Updated: Jun 12, 2023

Written by Kyle Fingerhut

I’d like to start this series with the first and last (in some sense) language of the Jewish people.

Some thousands of years ago, Hebrew was the common language of the Jewish people. When the Romans destroyed the second Jewish Temple in 70 C.E., however, its use rapidly declined. This was settled when Hadrian expelled, enslaved, and killed many of the remaining Jews (a common trope). The language, which is also that of the Torah, remained alive exclusively for liturgical purposes.

At that point in history, Aramaic became the common language spoken among Jewish people. For the next 800 or so years, Hebrew remained a solely liturgical language. For example, my great-grandparents in Poland, Ukraine, and Morocco only knew of it for reciting prayers, reading the Torah, and similar religious tasks.
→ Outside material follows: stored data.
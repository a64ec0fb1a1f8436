use chrono::{Datelike, Months, NaiveDate};
use serde::{Deserialize, Serialize};

use super::{ReportView, TaskCount};

#[derive(Debug, Clone, PartialEq, Eq, Serialize, Deserialize)]
pub struct MonthlyReport {
    pub month_start: NaiveDate,
    pub month_end: NaiveDate,
    pub total: usize,
    /// Number of distinct tasks with at least one pomodoro.
    pub active_tasks: usize,
    /// Descending by count; equal counts keep first-appearance order.
    pub tasks: Vec<TaskCount>,
}

/// First and last day of the month containing `date`.
pub(crate) fn month_bounds(date: NaiveDate) -> (NaiveDate, NaiveDate) {
    let start = date.with_day(1).unwrap_or(date);
    let end = start
        .checked_add_months(Months::new(1))
        .and_then(|next| next.pred_opt())
        .unwrap_or(start);
    (start, end)
}

impl ReportView<'_> {
    pub fn monthly(&self, date: NaiveDate) -> MonthlyReport {
        let (start, end) = month_bounds(date);
        let entries = self.entries_between(start, end);

        let mut tasks = self.count_by_task(&entries);
        // sort_by is stable, so ties stay in first-appearance order.
        tasks.sort_by(|a, b| b.count.cmp(&a.count));

        MonthlyReport {
            month_start: start,
            month_end: end,
            total: entries.len(),
            active_tasks: tasks.len(),
            tasks,
        }
    }
}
It's worth noting that not even in the realm of Jewish liturgy did Hebrew reign supreme. Once the Jews took Aramaic as their common tongue, Jewish law, also known as the Talmud, was written in Aramaic, not Hebrew. Centuries later, however, Rabbis such as Rashi (a French Rabbi) continued writing Jewish law and did so in Hebrew.

Of course, this liturgical survival and occasional usage throughout the centuries was insufficient in keeping Hebrew alive as a spoken language. That was the case until the Haskalah (השכלה) “wisdom”, or Jewish Enlightenment, came into being in the eighteenth century. This movement brought Hebrew language newspapers, such as Hamagid (המגיד) “the declarer” in Russia which was published weekly but made its way around the world and eventually shifted its headquarters to Berlin Kraków.
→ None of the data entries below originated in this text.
//! Timer engine implementation.
//!
//! The timer engine is a one-second-resolution state machine. It does not use
//! internal threads - the caller (normally [`super::TimerDriver`]) is
//! responsible for calling `tick()` once per second while the timer is active.
//!
//! ## Phase Transitions
//!
//! ```text
//! Work -> Break -> Work -> Break -> Work -> Break -> Work -> LongBreak -> Work ...
//! ```
//!
//! The engine deactivates after every transition; the next phase only runs
//! once `start()` is called again.
//!
//! ## Usage
//!
//! ```ignore
//! let mut engine = TimerEngine::new(settings);
//! engine.start();
//! // Once per second:
//! engine.tick(); // Returns Some(Event::PhaseCompleted) when the phase ends
//! ```

use chrono::Utc;
use serde::{Deserialize, Serialize};
use uuid::Uuid;

use super::phase::Phase;
use crate::events::Event;
use crate::storage::Settings;

/// Core timer engine.
#[derive(Debug, Clone, Serialize, Deserialize)]
pub struct TimerEngine {
    settings: Settings,
    phase: Phase,
    active: bool,
    /// Remaining time in seconds for the current phase.
    remaining_secs: u64,
    /// Length of the current phase as it was when the phase began.
    total_secs: u64,
    completed_work_cycles: u32,
    /// Task the next completed work phase is attributed to.
    #[serde(default)]
    task_id: Option<Uuid>,
}

impl TimerEngine {
    /// Create an idle engine positioned at the start of a work phase.
    pub fn new(settings: Settings) -> Self {
        let total_secs = Phase::Work.duration_secs(&settings);
        Self {
            settings,
            phase: Phase::Work,
            active: false,
            remaining_secs: total_secs,
            total_secs,
            completed_work_cycles: 0,
            task_id: None,
        }
    }

    // ── Queries ──────────────────────────────────────────────────────

    pub fn phase(&self) -> Phase {
        self.phase
    }

    pub fn is_active(&self) -> bool {
        self.active
    }

    pub fn remaining_secs(&self) -> u64 {
        self.remaining_secs
    }

    pub fn total_secs(&self) -> u64 {
        self.total_secs
    }

    pub fn completed_work_cycles(&self) -> u32 {
        self.completed_work_cycles
    }

    pub fn task_id(&self) -> Option<Uuid> {
        self.task_id
    }

    pub fn settings(&self) -> &Settings {
        &self.settings
    }

    /// 0.0 .. 1.0 progress within the current phase.
    pub fn progress(&self) -> f64 {
        if self.total_secs == 0 {
            return 0.0;
        }
        1.0 - (self.remaining_secs as f64 / self.total_secs as f64)
    }

    /// Build a full state snapshot event.
    pub fn snapshot(&self) -> Event {
        Event::StateSnapshot {
            phase: self.phase,
            active: self.active,
            remaining_secs: self.remaining_secs,
            total_secs: self.total_secs,
            completed_work_cycles: self.completed_work_cycles,
            task_id: self.task_id,
            at: Utc::now(),
        }
    }

    // ── Commands ─────────────────────────────────────────────────────

    pub fn start(&mut self) -> Option<Event> {
        if self.active {
            return None;
        }
        if self.remaining_secs == 0 {
            self.restart_phase();
        }
        self.active = true;
        Some(Event::TimerStarted {
            phase: self.phase,
            remaining_secs: self.remaining_secs,
            task_id: self.task_id,
            at: Utc::now(),
        })
    }

    pub fn pause(&mut self) -> Option<Event> {
        if !self.active {
            return None;
        }
        self.active = false;
        Some(Event::TimerPaused {
            phase: self.phase,
            remaining_secs: self.remaining_secs,
            at: Utc::now(),
        })
    }

    /// Rewind the current phase to its configured length and deactivate.
    pub fn reset(&mut self) -> Event {
        self.active = false;
        self.restart_phase();
        Event::TimerReset {
            phase: self.phase,
            remaining_secs: self.remaining_secs,
            at: Utc::now(),
        }
    }

    pub fn select_task(&mut self, task_id: Option<Uuid>) {
        self.task_id = task_id;
    }

    /// Adopt new phase durations.
    ///
    /// While inactive the current phase is rewound to its new length at once.
    /// While active the running countdown is left alone; the new durations
    /// apply from the next reset or phase transition.
    pub fn apply_settings(&mut self, settings: Settings) {
        self.settings = settings;
        if !self.active {
            self.restart_phase();
        }
    }

    /// Advance by one second. Returns `Some(Event::PhaseCompleted)` when the
    /// phase runs out.
    pub fn tick(&mut self) -> Option<Event> {
        if !self.active {
            return None;
        }
        self.remaining_secs = self.remaining_secs.saturating_sub(1);
        if self.remaining_secs == 0 {
            return Some(self.complete_phase());
        }
        None
    }

    // ── Internal ─────────────────────────────────────────────────────

    fn restart_phase(&mut self) {
        self.total_secs = self.phase.duration_secs(&self.settings);
        self.remaining_secs = self.total_secs;
    }

    fn complete_phase(&mut self) -> Event {
        let finished = self.phase;
        if finished == Phase::Work {
            self.completed_work_cycles = self.completed_work_cycles.saturating_add(1);
        }
        let next = finished.next(self.completed_work_cycles);
        self.phase = next;
        self.active = false;
        self.restart_phase();
        Event::PhaseCompleted {
            phase: finished,
            next_phase: next,
            task_id: self.task_id,
            message: finished.completion_message().to_string(),
            completed_work_cycles: self.completed_work_cycles,
            at: Utc::now(),
        }
    }
}

#[cfg(test)]
mod tests {
    use super::*;

    fn short_settings() -> Settings {
        Settings {
            work_time: 1,
            break_time: 1,
            long_break_time: 2,
        }
    }

    /// Drive the engine through the whole current phase.
    fn run_phase(engine: &mut TimerEngine) -> Event {
        engine.start();
        loop {
            if let Some(event) = engine.tick() {
                return event;
            }
        }
    }

    #[test]
    fn start_pause_keeps_remaining() {
        let mut engine = TimerEngine::new(Settings::default());
        assert!(!engine.is_active());

        assert!(engine.start().is_some());
        assert!(engine.is_active());
        assert!(engine.start().is_none());

        engine.tick();
        engine.tick();
        assert!(engine.pause().is_some());
        assert!(!engine.is_active());
        assert_eq!(engine.remaining_secs(), 25 * 60 - 2);

        // Paused ticks do nothing.
        assert!(engine.tick().is_none());
        assert_eq!(engine.remaining_secs(), 25 * 60 - 2);
        assert!(engine.pause().is_none());
    }

    #[test]
    fn reset_rewinds_current_phase() {
        let mut engine = TimerEngine::new(Settings::default());
        engine.start();
        engine.tick();
        engine.reset();
        assert!(!engine.is_active());
        assert_eq!(engine.phase(), Phase::Work);
        assert_eq!(engine.remaining_secs(), 25 * 60);
    }

    #[test]
    fn work_completion_moves_to_break_and_deactivates() {
        let mut engine = TimerEngine::new(short_settings());
        let task = Uuid::new_v4();
        engine.select_task(Some(task));

        match run_phase(&mut engine) {
            Event::PhaseCompleted {
                phase,
                next_phase,
                task_id,
                message,
                completed_work_cycles,
                ..
            } => {
                assert_eq!(phase, Phase::Work);
                assert_eq!(next_phase, Phase::Break);
                assert_eq!(task_id, Some(task));
                assert_eq!(message, "Time to take a break!");
                assert_eq!(completed_work_cycles, 1);
            }
            other => panic!("Expected PhaseCompleted, got {other:?}"),
        }
        assert!(!engine.is_active());
        assert_eq!(engine.phase(), Phase::Break);
        assert_eq!(engine.remaining_secs(), 60);
    }

    #[test]
    fn fourth_work_phase_goes_to_long_break() {
        let mut engine = TimerEngine::new(short_settings());
        let mut after_work = Vec::new();
        for _ in 0..4 {
            if let Event::PhaseCompleted { next_phase, .. } = run_phase(&mut engine) {
                after_work.push(next_phase);
            }
            // Finish the break as well.
            run_phase(&mut engine);
        }
        assert_eq!(
            after_work,
            vec![Phase::Break, Phase::Break, Phase::Break, Phase::LongBreak]
        );
        assert_eq!(engine.phase(), Phase::Work);
    }

    #[test]
    fn break_completion_messages() {
        let mut engine = TimerEngine::new(short_settings());
        run_phase(&mut engine);
        match run_phase(&mut engine) {
            Event::PhaseCompleted { phase, message, .. } => {
                assert_eq!(phase, Phase::Break);
                assert_eq!(message, "Break's over! Back to work.");
            }
            other => panic!("Expected PhaseCompleted, got {other:?}"),
        }
    }

    #[test]
    fn settings_apply_immediately_when_idle() {
        let mut engine = TimerEngine::new(Settings::default());
        engine.apply_settings(Settings {
            work_time: 50,
            ..Settings::default()
        });
        assert_eq!(engine.remaining_secs(), 50 * 60);
        assert_eq!(engine.total_secs(), 50 * 60);
    }

    #[test]
    fn settings_deferred_while_active() {
        let mut engine = TimerEngine::new(Settings::default());
        engine.start();
        engine.tick();
        engine.apply_settings(Settings {
            work_time: 50,
            ..Settings::default()
        });
        assert_eq!(engine.remaining_secs(), 25 * 60 - 1);
        assert_eq!(engine.total_secs(), 25 * 60);

        engine.reset();
        assert_eq!(engine.remaining_secs(), 50 * 60);
    }

    #[test]
    fn snapshot_returns_valid_event() {
        let engine = TimerEngine::new(Settings::default());
        match engine.snapshot() {
            Event::StateSnapshot {
                phase,
                active,
                remaining_secs,
                ..
            } => {
                assert_eq!(phase, Phase::Work);
                assert!(!active);
                assert_eq!(remaining_secs, 25 * 60);
            }
            _ => panic!("Expected StateSnapshot"),
        }
    }

    #[test]
    fn engine_survives_serde() {
        let mut engine = TimerEngine::new(short_settings());
        engine.start();
        engine.tick();
        engine.pause();
        let json = serde_json::to_string(&engine).unwrap();
        let back: TimerEngine = serde_json::from_str(&json).unwrap();
        assert_eq!(back.remaining_secs(), engine.remaining_secs());
        assert_eq!(back.phase(), engine.phase());
    }
}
At this point, Yiddish (a Jewish variety of German with Hebrew and Slavic influence) was spoken in Eastern and Central Europe, and Ladino (a Jewish variety of Spanish with Arabic, Aramaic, Hebrew, and Turkish influence) was mainly spoken in North Africa and Turkey by Jews expelled (that trope again) from Spain and Portugal.

Members of the Haskalah got to work at improving Hebrew and equipping it for use in the modern world. They viewed Yiddish and Biblical Hebrew negatively and aimed to “purify” Hebrew. Meanwhile, in the late nineteenth century, many poets, playwrights, and translators began to produce works in an early version of Modern Hebrew, heavily aiding the efforts to revive the language. Many of these artists, however, embraced the use of Yiddish to express otherwise impossible concepts with the limited vocabulary and syntax of Biblical Hebrew.

As Jews were being expelled or tortured in their own countries, many fled to Palestine. The question of what common language the Jews would use to communicate was hotly debated. For Eliezer Ben Yehuda, the leading proponent for the revival of Hebrew, it was of paramount importance that Hebrew be the land's common tongue. It was clear to him that when Jews in Palestine sought to understand each other and lacked a common language, they would revert to some broken form of Hebrew. He created a thesaurus of contrived Hebrew words required for a modern language forged from Biblical Hebrew forms.

Though some viewed Yiddish as the most suitable lingua franca of Jews in Palestine, the influx of immigrants fleeing from Nazi Germany sought to leave Yiddish behind along with its memories of persecution, exile, and murder. Meanwhile, the large number of non-European immigrants who did not speak Yiddish had no connection to the language. Furthermore, the desire to recreate a unified Jewish identity in Palestine led to the adoption of Hebrew, a similarly "recreated" language. Once Israel was established, to enforce this decision, Prime Minister David Ben-Gurion even used tools to suppress Yiddish from being spoken such as extra taxes being levied on Yiddish shows. All education, youth movements, and military service were to be carried out in Hebrew.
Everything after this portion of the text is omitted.